Parlava correntemente il russo e il tedesco: tradusse un dramma di Frank Wedekind, Il marchese di Keith, Torino 1930; un romanzo di Michail Afanas’evič Bulgakov, Le uova fatali, Lanciano 1931; due di Hermann Kesten, Gente felice, Lanciano 1933, e Il ciarlatano, Milano 1934). Era anche appassionato di pittura (Le ricche miniere della pittura contemporanea, Edizioni dell’Ateneo, 1948); è nota la sua amicizia e collaborazione con il critico Roberto Longhi.

Scrisse il romanzo Luce fredda, Lanciano 1930 e 1931; e la raccolta di novelle L’essenza del can barbone, Roma 1933.

Futurista, insieme a Dino Terra (pseudonimo di Armando Simonetti, 1903/1995), Vinicio Paladini, Paolo Flores, Bonaventura Grassi e altri, fu tra i fondatori del movimento immaginista (braccio futurista della sinistra italiana), dirigendo la rivista La ruota dentata.

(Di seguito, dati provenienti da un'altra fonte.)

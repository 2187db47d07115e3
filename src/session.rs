//! Input session: turns raw controller events into dispatched actions.
//!
//! The session consumes `(button, pressed)` and axis samples from the
//! external input source together with the current application state, and
//! drives the dispatch tables through the binding resolver. It is
//! single-threaded and edge-triggered: only changes fire.

use std::collections::HashMap;

use tracing::{debug, trace};

use crate::controller::axis_button;
use crate::dispatch::Dispatch;
use crate::error::{BindingError, Result};
use crate::profile::{AxisRole, Profile, State};
use crate::quick::{QuickSelectMenu, SHOW_ACTION, TOGGLE_ACTION};

/// Deflection past which an axis with the `Buttons` role counts as pressed.
const AXIS_THRESHOLD: f32 = 0.5;

/// Accumulated cursor and scroll movement for one axis poll.
#[derive(Debug, Clone, Copy, Default, PartialEq)]
pub struct PointerDelta {
    pub cursor_x: f32,
    pub cursor_y: f32,
    pub scroll_x: f32,
    pub scroll_y: f32,
}

impl PointerDelta {
    /// True when no axis produced movement.
    #[must_use]
    pub fn is_zero(&self) -> bool {
        self.cursor_x == 0.0 && self.cursor_y == 0.0 && self.scroll_x == 0.0 && self.scroll_y == 0.0
    }
}

/// What a handled event amounted to.
#[derive(Debug, Clone, PartialEq, Eq)]
pub enum SessionEvent {
    /// An action was dispatched (press or release).
    Action(String),
    /// The quick-select menu opened for the given state.
    MenuOpened(State),
    /// The quick-select menu closed; an action may have been taken from it.
    MenuClosed(Option<String>),
}

/// One controller's live input session over a resolved profile.
pub struct Session {
    profile: Profile,
    dispatch: Dispatch,
    quick_select: QuickSelectMenu,
    buttons: Vec<bool>,
    axis_latched: Vec<[bool; 2]>,
    held_actions: HashMap<u8, String>,
    cursor_speed: f32,
    scroll_speed: f32,
}

impl Session {
    #[must_use]
    pub fn new(profile: Profile, dispatch: Dispatch) -> Self {
        let buttons = vec![false; usize::from(profile.button_count())];
        let axis_latched = vec![[false; 2]; usize::from(profile.axis_count())];
        let quick_select = QuickSelectMenu::new(profile.quick_select.clone());
        Self {
            profile,
            dispatch,
            quick_select,
            buttons,
            axis_latched,
            held_actions: HashMap::new(),
            cursor_speed: 1.0,
            scroll_speed: 1.0,
        }
    }

    /// Scale cursor and scroll movement.
    #[must_use]
    pub const fn with_speeds(mut self, cursor: f32, scroll: f32) -> Self {
        self.cursor_speed = cursor;
        self.scroll_speed = scroll;
        self
    }

    #[must_use]
    pub const fn profile(&self) -> &Profile {
        &self.profile
    }

    /// Swap in a different profile, dropping all latched input state.
    pub fn set_profile(&mut self, profile: Profile) {
        debug!(profile = %profile.name, "Switching session profile");
        self.buttons = vec![false; usize::from(profile.button_count())];
        self.axis_latched = vec![[false; 2]; usize::from(profile.axis_count())];
        self.held_actions.clear();
        self.quick_select = QuickSelectMenu::new(profile.quick_select.clone());
        self.profile = profile;
    }

    /// The quick-select menu model, for hosts that render it.
    #[must_use]
    pub const fn quick_select(&self) -> &QuickSelectMenu {
        &self.quick_select
    }

    #[must_use]
    pub const fn dispatch(&self) -> &Dispatch {
        &self.dispatch
    }

    /// Register handlers after construction.
    pub fn dispatch_mut(&mut self) -> &mut Dispatch {
        &mut self.dispatch
    }

    /// 1-based modifier number for the currently held modifier button, or 0
    /// when none is held. The first held modifier wins.
    #[must_use]
    pub fn active_modifier(&self) -> u8 {
        for (number, &button) in self.profile.mods().iter().enumerate() {
            if self.buttons.get(usize::from(button)).copied().unwrap_or(false) {
                return number as u8 + 1;
            }
        }
        0
    }

    /// Feed one physical button edge. Returns what happened, or `None` for
    /// repeats, modifier buttons, and unbound slots.
    ///
    /// # Errors
    ///
    /// Rejects button indices beyond the profile's button count.
    pub fn handle_button(
        &mut self,
        state: State,
        button: u8,
        pressed: bool,
    ) -> Result<Option<SessionEvent>> {
        let index = usize::from(button);
        if index >= self.buttons.len() {
            return Err(
                BindingError::ButtonRange { button, buttons: self.profile.button_count() }.into()
            );
        }
        if self.buttons[index] == pressed {
            return Ok(None);
        }
        self.buttons[index] = pressed;

        if self.profile.modifier_for_button(button).is_some() {
            trace!(button, pressed, "Modifier button, no dispatch");
            return Ok(None);
        }

        self.fire(state, button, pressed)
    }

    /// Feed one poll of all axis values. Fires virtual buttons for axes in
    /// the `Buttons` role and returns accumulated cursor/scroll movement.
    pub fn poll_axes(&mut self, state: State, axes: &[f32]) -> Result<PointerDelta> {
        let mut delta = PointerDelta::default();
        let count = usize::from(self.profile.axis_count()).min(axes.len());

        for (axis, &value) in axes.iter().enumerate().take(count) {
            let axis = axis as u8;
            let signed = if self.profile.axis_inverted(axis) { -value } else { value };
            match self.profile.axis_role(axis) {
                AxisRole::Unassigned => {}
                AxisRole::Buttons => {
                    self.poll_axis_buttons(state, axis, value)?;
                }
                AxisRole::CursorHorizontal => delta.cursor_x += signed * self.cursor_speed,
                AxisRole::CursorVertical => delta.cursor_y += signed * self.cursor_speed,
                AxisRole::ScrollHorizontal => delta.scroll_x += signed * self.scroll_speed,
                AxisRole::ScrollVertical => delta.scroll_y += signed * self.scroll_speed,
            }
        }
        Ok(delta)
    }

    fn poll_axis_buttons(&mut self, state: State, axis: u8, value: f32) -> Result<()> {
        let directions = [(false, value < -AXIS_THRESHOLD), (true, value > AXIS_THRESHOLD)];
        for (positive, active) in directions {
            let latch = &mut self.axis_latched[usize::from(axis)][usize::from(positive)];
            if *latch == active {
                continue;
            }
            *latch = active;
            self.fire(state, axis_button(axis, positive), active)?;
        }
        Ok(())
    }

    /// Resolve and dispatch one edge for a bindable (physical or virtual)
    /// button.
    fn fire(&mut self, state: State, button: u8, pressed: bool) -> Result<Option<SessionEvent>> {
        if pressed {
            let resolved = self.profile.effective_action(state, self.active_modifier(), button)?;
            if resolved.is_unbound() {
                return Ok(None);
            }
            let action = resolved.action;
            if action == TOGGLE_ACTION {
                return Ok(self.toggle_menu(state));
            }
            if action == SHOW_ACTION {
                return Ok(self.quick_select.open(state).then_some(SessionEvent::MenuOpened(state)));
            }
            debug!(%state, button, action = %action, "Dispatching press");
            self.dispatch.press(&action);
            self.held_actions.insert(button, action.clone());
            return Ok(Some(SessionEvent::Action(action)));
        }

        // Release pairs with whatever was dispatched at press time, so a
        // modifier released mid-hold cannot strand the release handler.
        let Some(action) = self.held_actions.remove(&button) else {
            // Show-while-held closes on its own release and acts on the
            // selection; toggle ignores its release entirely
            let resolved = self.profile.effective_action(state, self.active_modifier(), button)?;
            if resolved.action == SHOW_ACTION && self.quick_select.is_shown() {
                return Ok(Some(self.close_menu()));
            }
            return Ok(None);
        };
        debug!(button, action = %action, "Dispatching release");
        self.dispatch.release(&action);
        Ok(Some(SessionEvent::Action(action)))
    }

    fn toggle_menu(&mut self, state: State) -> Option<SessionEvent> {
        if self.quick_select.is_shown() {
            Some(self.close_menu())
        } else {
            self.quick_select.open(state).then_some(SessionEvent::MenuOpened(state))
        }
    }

    fn close_menu(&mut self) -> SessionEvent {
        let take_action = self.quick_select.config().do_action_on_release;
        let action = self.quick_select.close(take_action);
        if let Some(ref name) = action {
            self.dispatch.press(name);
        }
        SessionEvent::MenuClosed(action)
    }
}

Nel 1931, fu chiamato, assieme a Pirandello, Mario Soldati e Guglielmo Alberti, da Emilio Cecchi a collaborare con la Cines, casa di produzione cinematografica e, come ebbe a scrivere nel suo articolo Per diventare critici cinematografici sulla rivista Vie Nuove del  febbraio 1958 (alla quale collaborò come critico cinematografico per quasi un decennio, fino alla sua morte), sentendosi insoddisfatto per la ristrettezza e «inutilità» del suo lavoro, rispose così a un lettore: «smisi di colpo e quasi del tutto, la mia precedente attività e presi ad occuparmi di quest’arte affascinante, che è il film».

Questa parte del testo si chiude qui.